Emekliler sendikası haktır, engellenemez
Kaldı ki, bu hukuksal dayanaklarımızın yanı sıra, hiçbir anayasal ve yasal belgede “Emekliler Sendika Kuramaz” denilen her hangi bir madde veya hüküm de yoktur.
Günay Onayman*
Ülkemizde hukuk, iktidar tarafından kendisine biat etmeyen bireyler, dernekler, sendikalar ve siyasi partiler üzerinde yaygın bir baskı aracı, hatta bir tasfiye silahı olarak kullanılmaktadır. Bu durum gerek tüm toplum kesimleri gerekse uluslararası pek çok saygın kurum ve basın yayın organlarınca dile getirilmektedir.
Böylesi bir yönetim anlayışı ile yapılanmış bir iktidardan insan haklarına dayalı hak, hukuk, adalet, eşitlik, demokrasi ve demokratikleşmeyi amaçlayan uygulamaları beklemek elbette mümkün değil. Böylesi bir İktidar oluşumuna karşı çözümün, demokrasi ve demokratikleşmeyi öne alan en geniş toplumsal birlikteliği oluşturacak mücadele sürecini yaratmamızdan geçtiği bilincinde olmalıyız.

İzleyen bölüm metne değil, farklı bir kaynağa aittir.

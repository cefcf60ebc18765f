//! Supervisor configuration

use std::time::Duration;

/// Default health-check period
pub const DEFAULT_HEALTH_CHECK_INTERVAL: Duration = Duration::from_secs(1);

/// Supervisor configuration options
#[derive(Debug, Clone)]
pub struct SupervisorConfig {
    /// How often the subscription's running flag is polled
    pub health_check_interval: Duration,
}

impl Default for SupervisorConfig {
    fn default() -> Self {
        Self {
            health_check_interval: DEFAULT_HEALTH_CHECK_INTERVAL,
        }
    }
}

impl SupervisorConfig {
    /// Set the health-check interval
    ///
    /// A zero interval is bumped to one millisecond.
    pub fn health_check_interval(mut self, interval: Duration) -> Self {
        self.health_check_interval = interval.max(Duration::from_millis(1));
        self
    }
}
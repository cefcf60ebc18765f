//! Client connection handle
//!
//! One accepted TCP client as seen by the registry: its endpoint identity
//! and the write side of its socket.

use std::fmt;
use std::io;
use std::net::SocketAddr;

use tokio::io::{AsyncWrite, AsyncWriteExt};
use tokio::sync::{Mutex, Notify};

/// Boxed write half of a client socket
pub type ConnectionWriter = Box<dyn AsyncWrite + Send + Unpin>;

/// Build the registry key for a peer address (`<address>:<port>`)
pub fn endpoint_id(addr: &SocketAddr) -> String {
    format!("{}:{}", addr.ip(), addr.port())
}

/// A registered client connection
///
/// Writes are serialised through an async mutex so a frame is always written
/// contiguously to a given client.
pub struct ClientConnection {
    /// Endpoint identity (`address:port`), the registry key
    id: String,

    /// Unique session ID, distinguishes connections that reuse an identity
    session_id: u64,

    writer: Mutex<Option<ConnectionWriter>>,

    /// Signalled once when the connection is closed locally
    closed: Notify,
}

impl ClientConnection {
    /// Create a new connection around a writer
    pub fn new(id: impl Into<String>, session_id: u64, writer: ConnectionWriter) -> Self {
        Self {
            id: id.into(),
            session_id,
            writer: Mutex::new(Some(writer)),
            closed: Notify::new(),
        }
    }

    /// Endpoint identity
    pub fn id(&self) -> &str {
        &self.id
    }

    pub fn session_id(&self) -> u64 {
        self.session_id
    }

    /// Write a complete frame and flush it
    ///
    /// Fails with `NotConnected` once the connection has been closed.
    pub async fn write_frame(&self, frame: &[u8]) -> io::Result<()> {
        let mut guard = self.writer.lock().await;
        let writer = guard
            .as_mut()
            .ok_or_else(|| io::Error::from(io::ErrorKind::NotConnected))?;

        writer.write_all(frame).await?;
        writer.flush().await
    }

    /// Close the connection
    ///
    /// Shuts down the write side and wakes the connection's reader task.
    /// Idempotent.
    pub async fn close(&self) {
        let writer = self.writer.lock().await.take();
        if let Some(mut writer) = writer {
            // Peer may already be gone
            let _ = writer.shutdown().await;
            self.closed.notify_one();
        }
    }

    /// Resolve once `close` has been called
    pub async fn closed(&self) {
        self.closed.notified().await
    }

    /// Check whether the connection has been closed locally
    pub async fn is_closed(&self) -> bool {
        self.writer.lock().await.is_none()
    }
}

impl fmt::Debug for ClientConnection {
    fn fmt(&self, f: &mut fmt::Formatter<'_>) -> fmt::Result {
        f.debug_struct("ClientConnection")
            .field("id", &self.id)
            .field("session_id", &self.session_id)
            .finish()
    }
}

#[cfg(test)]
mod tests {
    use std::time::Duration;

    use tokio_test::io::Builder;

    use super::*;

    #[test]
    fn test_endpoint_id_v4() {
        let addr: SocketAddr = "10.0.0.7:51234".parse().unwrap();
        assert_eq!(endpoint_id(&addr), "10.0.0.7:51234");
    }

    #[test]
    fn test_endpoint_id_v6_has_no_brackets() {
        let addr: SocketAddr = "[::1]:4000".parse().unwrap();
        assert_eq!(endpoint_id(&addr), "::1:4000");
    }

    #[tokio::test]
    async fn test_write_frame() {
        let mock = Builder::new().write(b"hello\r\n").build();
        let conn = ClientConnection::new("127.0.0.1:1", 1, Box::new(mock));

        conn.write_frame(b"hello\r\n").await.unwrap();
    }

    #[tokio::test]
    async fn test_write_after_close_fails() {
        let (client, _server) = tokio::io::duplex(64);
        let conn = ClientConnection::new("127.0.0.1:1", 1, Box::new(client));

        conn.close().await;
        assert!(conn.is_closed().await);

        let err = conn.write_frame(b"x").await.unwrap_err();
        assert_eq!(err.kind(), io::ErrorKind::NotConnected);
    }

    #[tokio::test]
    async fn test_close_wakes_waiter() {
        let (client, _server) = tokio::io::duplex(64);
        let conn = std::sync::Arc::new(ClientConnection::new("127.0.0.1:1", 1, Box::new(client)));

        let waiter = {
            let conn = conn.clone();
            tokio::spawn(async move { conn.closed().await })
        };

        conn.close().await;
        // Second close is a no-op
        conn.close().await;

        tokio::time::timeout(Duration::from_secs(1), waiter)
            .await
            .unwrap()
            .unwrap();
    }
}
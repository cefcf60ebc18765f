//! Environment configuration
//!
//! Reads the listening port and upstream credentials from process
//! environment variables. A `.env` file is honoured by the binary before
//! this module is consulted.

use std::net::{IpAddr, Ipv4Addr, SocketAddr};
use std::str::FromStr;
use std::time::Duration;

use thiserror::Error;

use crate::server::ServerConfig;
use crate::supervisor::SupervisorConfig;
use crate::upstream::sse::SseConfig;

pub const TCP_PORT: &str = "TCP_PORT";
pub const CONNECTION_STRING: &str = "CONNECTION_STRING";
pub const EVENT_HUB_NAME: &str = "EVENT_HUB_NAME";
pub const CONSUMER_GROUP: &str = "CONSUMER_GROUP";
pub const BIND_ADDRESS: &str = "BIND_ADDRESS";
pub const HEALTH_CHECK_INTERVAL_MS: &str = "HEALTH_CHECK_INTERVAL_MS";
pub const WRITE_TIMEOUT_MS: &str = "WRITE_TIMEOUT_MS";
pub const MAX_BATCH_SIZE: &str = "MAX_BATCH_SIZE";

/// Consumer group used when `CONSUMER_GROUP` is unset
pub const DEFAULT_CONSUMER_GROUP: &str = "$Default";

/// Configuration loading errors
#[derive(Debug, Clone, PartialEq, Eq, Error)]
pub enum ConfigError {
    #[error("Environment variable {0} is not defined")]
    Missing(&'static str),

    #[error("Environment variable {name} has invalid value {value:?}")]
    Invalid { name: &'static str, value: String },

    #[error("Connection string has no Endpoint")]
    MissingEndpoint,
}

/// Parsed upstream connection string
///
/// Accepts either a bare URL or a `Key=Value;` list carrying `Endpoint`
/// and an optional `SharedAccessKey`.
#[derive(Debug, Clone, PartialEq, Eq)]
pub struct ConnectionString {
    pub endpoint: String,
    pub access_key: Option<String>,
}

impl FromStr for ConnectionString {
    type Err = ConfigError;

    fn from_str(s: &str) -> Result<Self, Self::Err> {
        let s = s.trim();
        let is_key_value = s.contains(';') || s.to_ascii_lowercase().starts_with("endpoint=");
        if !is_key_value {
            if s.is_empty() {
                return Err(ConfigError::MissingEndpoint);
            }
            return Ok(Self {
                endpoint: s.trim_end_matches('/').to_string(),
                access_key: None,
            });
        }

        let mut endpoint = None;
        let mut access_key = None;
        for part in s.split(';').map(str::trim).filter(|p| !p.is_empty()) {
            let Some((key, value)) = part.split_once('=') else {
                continue;
            };
            match key.trim() {
                k if k.eq_ignore_ascii_case("Endpoint") => {
                    endpoint = Some(value.trim().trim_end_matches('/').to_string());
                }
                k if k.eq_ignore_ascii_case("SharedAccessKey") => {
                    access_key = Some(value.trim().to_string());
                }
                _ => {}
            }
        }

        match endpoint {
            Some(endpoint) if !endpoint.is_empty() => Ok(Self {
                endpoint,
                access_key,
            }),
            _ => Err(ConfigError::MissingEndpoint),
        }
    }
}

/// Complete relay configuration
#[derive(Debug, Clone)]
pub struct RelayConfig {
    pub server: ServerConfig,
    pub supervisor: SupervisorConfig,
    pub upstream: SseConfig,
}

impl RelayConfig {
    /// Load configuration from the process environment
    pub fn from_env() -> Result<Self, ConfigError> {
        Self::from_lookup(|name| std::env::var(name).ok())
    }

    /// Load configuration through an arbitrary variable lookup
    pub fn from_lookup<F>(lookup: F) -> Result<Self, ConfigError>
    where
        F: Fn(&str) -> Option<String>,
    {
        let connection_string = required(&lookup, CONNECTION_STRING)?;
        let event_hub_name = required(&lookup, EVENT_HUB_NAME)?;
        let port: u16 = parse(TCP_PORT, required(&lookup, TCP_PORT)?)?;

        let connection: ConnectionString = connection_string.parse()?;

        let bind_ip = match lookup(BIND_ADDRESS) {
            Some(value) => parse::<IpAddr>(BIND_ADDRESS, value)?,
            None => IpAddr::V4(Ipv4Addr::UNSPECIFIED),
        };

        let mut server = ServerConfig::with_addr(SocketAddr::new(bind_ip, port));
        if let Some(value) = lookup(WRITE_TIMEOUT_MS) {
            let ms: u64 = parse(WRITE_TIMEOUT_MS, value)?;
            if ms == 0 {
                return Err(ConfigError::Invalid {
                    name: WRITE_TIMEOUT_MS,
                    value: ms.to_string(),
                });
            }
            server = server.write_timeout(Duration::from_millis(ms));
        }

        let mut supervisor = SupervisorConfig::default();
        if let Some(value) = lookup(HEALTH_CHECK_INTERVAL_MS) {
            let ms: u64 = parse(HEALTH_CHECK_INTERVAL_MS, value)?;
            if ms == 0 {
                return Err(ConfigError::Invalid {
                    name: HEALTH_CHECK_INTERVAL_MS,
                    value: ms.to_string(),
                });
            }
            supervisor = supervisor.health_check_interval(Duration::from_millis(ms));
        }

        let mut upstream = SseConfig::new(connection, event_hub_name);
        if let Some(group) = lookup(CONSUMER_GROUP) {
            upstream = upstream.consumer_group(group);
        }
        if let Some(value) = lookup(MAX_BATCH_SIZE) {
            let size: usize = parse(MAX_BATCH_SIZE, value)?;
            if size == 0 {
                return Err(ConfigError::Invalid {
                    name: MAX_BATCH_SIZE,
                    value: size.to_string(),
                });
            }
            upstream = upstream.max_batch_size(size);
        }

        Ok(Self {
            server,
            supervisor,
            upstream,
        })
    }
}

fn required<F>(lookup: &F, name: &'static str) -> Result<String, ConfigError>
where
    F: Fn(&str) -> Option<String>,
{
    lookup(name).ok_or(ConfigError::Missing(name))
}

fn parse<T: FromStr>(name: &'static str, value: String) -> Result<T, ConfigError> {
    value
        .trim()
        .parse()
        .map_err(|_| ConfigError::Invalid { name, value })
}
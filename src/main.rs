//! feed-relay binary
//!
//! Configuration comes from the environment (or a `.env` file):
//!
//! ```text
//! TCP_PORT=9000
//! CONNECTION_STRING="Endpoint=https://events.example.com;SharedAccessKey=..."
//! EVENT_HUB_NAME=telemetry
//! ```
//!
//! Then connect with any TCP client, e.g. `nc localhost 9000`.

use std::sync::Arc;

use tokio::sync::watch;
use tracing_subscriber::EnvFilter;

use feed_relay::registry::ConnectionRegistry;
use feed_relay::relay::{BroadcastSink, RelayHandler};
use feed_relay::stats::RelayMetrics;
use feed_relay::upstream::sse::SseConnector;
use feed_relay::{RelayConfig, RelayServer, Result, Supervisor};

#[tokio::main]
async fn main() -> Result<()> {
    dotenvy::dotenv().ok();

    tracing_subscriber::fmt()
        .with_env_filter(
            EnvFilter::try_from_default_env().unwrap_or_else(|_| EnvFilter::new("info")),
        )
        .init();

    let config = RelayConfig::from_env()?;

    let metrics = Arc::new(RelayMetrics::new());
    let registry = Arc::new(ConnectionRegistry::new());

    let server = RelayServer::with_registry(
        config.server.clone(),
        Arc::clone(&registry),
        Arc::clone(&metrics),
    );
    let sink = BroadcastSink::new(Arc::clone(&registry))
        .write_timeout(config.server.write_timeout)
        .with_metrics(Arc::clone(&metrics));
    let handler = Arc::new(RelayHandler::new(sink, Arc::clone(&metrics)));
    let supervisor = Supervisor::new(SseConnector::new(config.upstream), handler, config.supervisor)
        .with_metrics(Arc::clone(&metrics));

    let (shutdown_tx, shutdown_rx) = watch::channel(false);
    tokio::spawn(async move {
        match tokio::signal::ctrl_c().await {
            Ok(()) => {
                let _ = shutdown_tx.send(true);
            }
            Err(e) => {
                tracing::error!(error = %e, "Failed to listen for Ctrl-C");
                // Keep the sender alive so the relay runs on
                std::future::pending::<()>().await;
            }
        }
    });

    tokio::try_join!(
        server.run_until(wait_for_shutdown(shutdown_rx.clone())),
        supervisor.run_until(wait_for_shutdown(shutdown_rx)),
    )?;

    let stats = metrics.snapshot(registry.len().await);
    tracing::info!(
        connections = stats.total_connections,
        frames = stats.frames_broadcast,
        records = stats.records_received,
        bytes = stats.bytes_sent,
        restarts = stats.restarts,
        uptime_secs = stats.uptime.as_secs(),
        "Relay stopped"
    );

    Ok(())
}

async fn wait_for_shutdown(mut rx: watch::Receiver<bool>) {
    let _ = rx.wait_for(|stop| *stop).await;
}
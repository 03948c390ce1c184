//! Terminal user interface built on [ratatui](https://github.com/ratatui-org/ratatui).
//!
//! The UI is organized into three layers:
//!
//! - **[`app`]** — application state, keyboard event loop, pane focus, prompt input mode
//! - **[`panes`]** — stateless render functions for each visible pane (activity log,
//!   operand stack, status bar)
//! - **[`theme`]** — centralized color palette used by all panes
//!
//! The entry point for consumers is [`App`]: construct it with a stack capacity and
//! call [`App::run`] to start the event loop.
//!
//! [`App::run`]: app::App::run

pub mod app;
pub mod panes;
pub mod theme;

pub use app::App;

Bu ülkede sosyal güvenlik alanında işlevini sürdüren, SSK- BAĞ KUR ve Emekli Sandığından ve ayrıca bir kısım özel kurumsal yapıların emekliliğe dair uyguladığı özel sistemlerden hak kazanıp maaş alan emekli, dul ve yetim kitlesi 14 milyonu aşmış sayıdadır. Ancak bu devasa kitlenin önemli sayılacak bir bölümü bir kısım etkisiz ve iktidarların emrinde kurulmuş ve toplumsal olarak hiçbir hak arama mücadelesi bulunmayan bir kısım derneklerde üye olmuş görünüyor. Diğer taraftan milyonlar olarak ifade ettiğimiz sayısal rakamın hemen hemen dörtte üçünü kapsayan en büyük bölümü ise, çalışma hayatı sonlanıp, emeklilik haklarını elde ettiklerinde bireysel olarak hiçbir örgütlülük içinde yer almayarak, yaşamdan bir nevi kopmuş ve ülkeyi yönetenlerin iki dudağı arasından bahşedilen açlık sınırı altındaki maaşlarıyla yaşam koşullarını kabullenmiş gibi bir örgütsüzlük içindedirler.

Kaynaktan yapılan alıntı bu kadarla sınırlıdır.